Showing posts with label TXgal. Show all posts
Showing posts with label TXgal. Show all posts

Friday, June 29, 2018

Anxiety, Airplanes, and Albendazol

Last year I asked how long you mamas have been away from your critters (critters being kids) in hopes to find the inspiration I needed to do a 6-8 week global health rotation. 6-8 weeks turned into four. Four turned into two. (I chickened out of taking my two toddlers to Ecuador alone) Two turned into one when the organization I was going to work with was at capacity. One turned back into two, because goddamn it I am a fearless travel warrior and I'm going to spend a week alone in another country! Well here I am at the end of my two week stent in Panama. I'm laying in a hammock, looking into the lush mangroves, listening to the tropical birds, scratching the sh*t out of my Chitra bitten body.
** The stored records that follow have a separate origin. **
// Roel Kluin, 2023, GPL v3

mod common;

use common::{graph, random_seq, seq, unipath};
use dbgraph::config::{BulgeRemoverConfig, SimplificationConfig, TipClipperConfig};
use dbgraph::handlers::CoverageIndex;
use dbgraph::simplification::{clip_tips, compress_all, remove_bulges, simplify};
use dbgraph::{EdgeId, Graph, Sequence};
use rand::rngs::StdRng;
use rand::SeedableRng;
use std::sync::Arc;

fn coverage(g: &Graph) -> Arc<CoverageIndex> {
    let coverage = Arc::new(CoverageIndex::default());
    g.handlers().register(coverage.clone());
    coverage
}

/// Give `e` and its twin a mean coverage of `depth`.
fn cover(g: &Graph, coverage: &CoverageIndex, e: EdgeId, depth: u64) {
    let count = depth * g.length(e).unwrap() as u64;
    coverage.add_symmetric(g, e, count).unwrap();
}

fn joined(parts: &[&Sequence]) -> Sequence {
    parts.iter().flat_map(|s| s.iter()).collect()
}

#[test]
fn weak_tip_is_clipped() {
    let mut rng = StdRng::seed_from_u64(17);
    let (g, counter) = graph(5);
    let cov = coverage(&g);
    let p = unipath(&g, &mut rng, 10, 15);
    let x = g.label(p.b).unwrap();
    let tip_seq = joined(&[&random_seq(&mut rng, 6), &x]);
    let t = g.add_vertex(tip_seq.subseq(0, 5)).unwrap();
    let tip = g.add_edge(t, p.b, tip_seq).unwrap();
    cover(&g, &cov, p.e1, 10);
    cover(&g, &cov, p.e2, 10);
    cover(&g, &cov, tip, 1);
    assert_eq!(g.vertex_count(), 8);

    let clipped = clip_tips(&g, &cov, &TipClipperConfig::default()).unwrap();
    assert_eq!(clipped, 1);
    assert!(!g.contains_edge(tip));
    assert!(!g.contains_vertex(t));
    // the main path was compressed afterwards
    assert_eq!(g.vertex_count(), 4);
    assert_eq!(g.edge_count(), 2);
    let e = g.out_edges(p.a).unwrap()[0];
    assert_eq!(g.sequence(e).unwrap(), p.spelled);
    assert_eq!(cov.count(e), 10 * 10 + 10 * 15);
    assert_eq!(counter.vertices(), 4);
    g.check_invariants().unwrap();
}

#[test]
fn covered_tip_is_kept() {
    let mut rng = StdRng::seed_from_u64(18);
    let (g, _) = graph(5);
    let cov = coverage(&g);
    let p = unipath(&g, &mut rng, 10, 15);
    let x = g.label(p.b).unwrap();
    let tip_seq = joined(&[&random_seq(&mut rng, 6), &x]);
    let t = g.add_vertex(tip_seq.subseq(0, 5)).unwrap();
    let tip = g.add_edge(t, p.b, tip_seq).unwrap();
    cover(&g, &cov, p.e1, 10);
    cover(&g, &cov, p.e2, 10);
    cover(&g, &cov, tip, 8);

    let config = TipClipperConfig {
        max_coverage: 5.0,
        ..TipClipperConfig::default()
    };
    assert_eq!(clip_tips(&g, &cov, &config).unwrap(), 0);
    assert!(g.contains_edge(tip));
    assert_eq!(g.vertex_count(), 8);
}

#[test]
fn bulge_is_glued_onto_best_covered_edge() {
    let mut rng = StdRng::seed_from_u64(19);
    let (g, _) = graph(5);
    let cov = coverage(&g);
    let a = g.add_vertex(seq("AACGT")).unwrap();
    let b = g.add_vertex(seq("GGATC")).unwrap();
    let (la, lb) = (g.label(a).unwrap(), g.label(b).unwrap());
    let strong = g
        .add_edge(a, b, joined(&[&la, &random_seq(&mut rng, 5), &lb]))
        .unwrap();
    let weak = g
        .add_edge(a, b, joined(&[&la, &random_seq(&mut rng, 5), &lb]))
        .unwrap();
    cover(&g, &cov, strong, 10);
    cover(&g, &cov, weak, 1);

    let removed = remove_bulges(&g, &cov, &BulgeRemoverConfig::default()).unwrap();
    assert_eq!(removed, 1);
    assert!(g.contains_edge(strong));
    assert!(!g.contains_edge(weak));
    assert_eq!(g.edge_count(), 2);
    assert_eq!(cov.count(strong), 10 * 10 + 10);
    let t = g.conjugate_edge(strong).unwrap();
    assert_eq!(cov.count(t), 10 * 10 + 10);
    g.check_invariants().unwrap();
}

#[test]
fn long_bulge_is_kept() {
    let mut rng = StdRng::seed_from_u64(20);
    let (g, _) = graph(5);
    let cov = coverage(&g);
    let a = g.add_vertex(seq("AACGT")).unwrap();
    let b = g.add_vertex(seq("GGATC")).unwrap();
    let (la, lb) = (g.label(a).unwrap(), g.label(b).unwrap());
    for depth in [10, 1] {
        // 25 k-mers, over 3 * k
        let e = g
            .add_edge(a, b, joined(&[&la, &random_seq(&mut rng, 20), &lb]))
            .unwrap();
        cover(&g, &cov, e, depth);
    }
    assert_eq!(remove_bulges(&g, &cov, &BulgeRemoverConfig::default()).unwrap(), 0);
    assert_eq!(g.edge_count(), 4);
}

#[test]
fn compress_all_merges_chains() {
    let mut rng = StdRng::seed_from_u64(21);
    let (g, _) = graph(7);
    let s = random_seq(&mut rng, 7 + 4 * 6);
    let vertices: Vec<_> = (0..5)
        .map(|i| g.add_vertex(s.subseq(6 * i, 6 * i + 7)).unwrap())
        .collect();
    for i in 0..4 {
        g.add_edge(vertices[i], vertices[i + 1], s.subseq(6 * i, 6 * i + 13))
            .unwrap();
    }
    assert_eq!(compress_all(&g).unwrap(), 1);
    assert_eq!(g.vertex_count(), 4);
    assert_eq!(g.edge_count(), 2);
    let e = g.out_edges(vertices[0]).unwrap()[0];
    assert_eq!(g.sequence(e).unwrap(), s);
    assert_eq!(g.length(e).unwrap(), 24);
    // nothing left to do
    assert_eq!(compress_all(&g).unwrap(), 0);
    g.check_invariants().unwrap();
}

#[test]
fn simplify_runs_until_quiet() {
    let mut rng = StdRng::seed_from_u64(22);
    let (g, _) = graph(5);
    let cov = coverage(&g);
    let p = unipath(&g, &mut rng, 10, 15);
    let x = g.label(p.b).unwrap();
    let tip_seq = joined(&[&random_seq(&mut rng, 6), &x]);
    let t = g.add_vertex(tip_seq.subseq(0, 5)).unwrap();
    let tip = g.add_edge(t, p.b, tip_seq).unwrap();
    cover(&g, &cov, p.e1, 10);
    cover(&g, &cov, p.e2, 10);
    cover(&g, &cov, tip, 1);

    let stats = simplify(&g, &cov, &SimplificationConfig::default()).unwrap();
    assert_eq!((stats.tips, stats.bulges, stats.compressed), (1, 0, 0));
    assert_eq!(g.edge_count(), 2);
    g.check_invariants().unwrap();
}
There are two versions of myself. The world traveler who wants to boldly experience life and other cultures. And the anxiety riddled girl whose heart rate is never below 120 on airplanes.

Lately anxiety girl has come out in full force. It started slowly last November when I had a panic attack. I had issues with this before, and thought that chapter of my life was over. Lack of sleep, the new stress of medical school, and stress at home are easy targets to blame.  I filed it away in the "pretend it didn't happen" drawer, along with that time I farted in 8th grade in front of the class. Well, the file kept growing. I didn't have anymore panic attacks, but I became quite anxious.  Most of the day I was ok but had these bolts of anxiety that would shoot up and like a Wac-a-mole game I kept hammering them down. I did a good job at not letting any of it show, but I was tired of constantly having to talk myself out of an anxiety attack. So I ignored popular rumors that seeing a therapist would ruin my career and went to talk to a school counselor for free. The first lady was a bit of a nut job. She told me I needed to pop a Xanax, not to date outside my race (while insisting she's not racists), gave me a list of 5 books to read (I don't have time for books I need legit CBT!), and rambled on and on about Brigg-Myers personalities. She also told my friend she may have a tumor on her adrenal gland, and that she wasn't cut out for medical school. Ya, I didn't go back. Months later I decided to try to school psychologist, for free again. First visit was okay. Just chit chat. Talked about stress. Ya, I'm stressed, but I think I handle it relatively well. Second visit I laid it all out. For the first time I spoke out loud about everything I have been experiencing in the past few months, and I realized how bad it all had gotten. I told her how I can only study in three places, because those are the only places I feel safe. If I try to study at a new coffee shop, I get anxious. I told her about how I had been having to call my dad for reassurance that I was indeed breathing when I felt like I couldn't catch my breath because of anxiety, sometimes at 3am.  About how I was constantly making up these worst case scenarios, like school shootings at my kids daycare, and car accidents when someone else was driving them. About how exams make me feel trapped. About how I was anxious about going to Panama, because I would be away from my safety net.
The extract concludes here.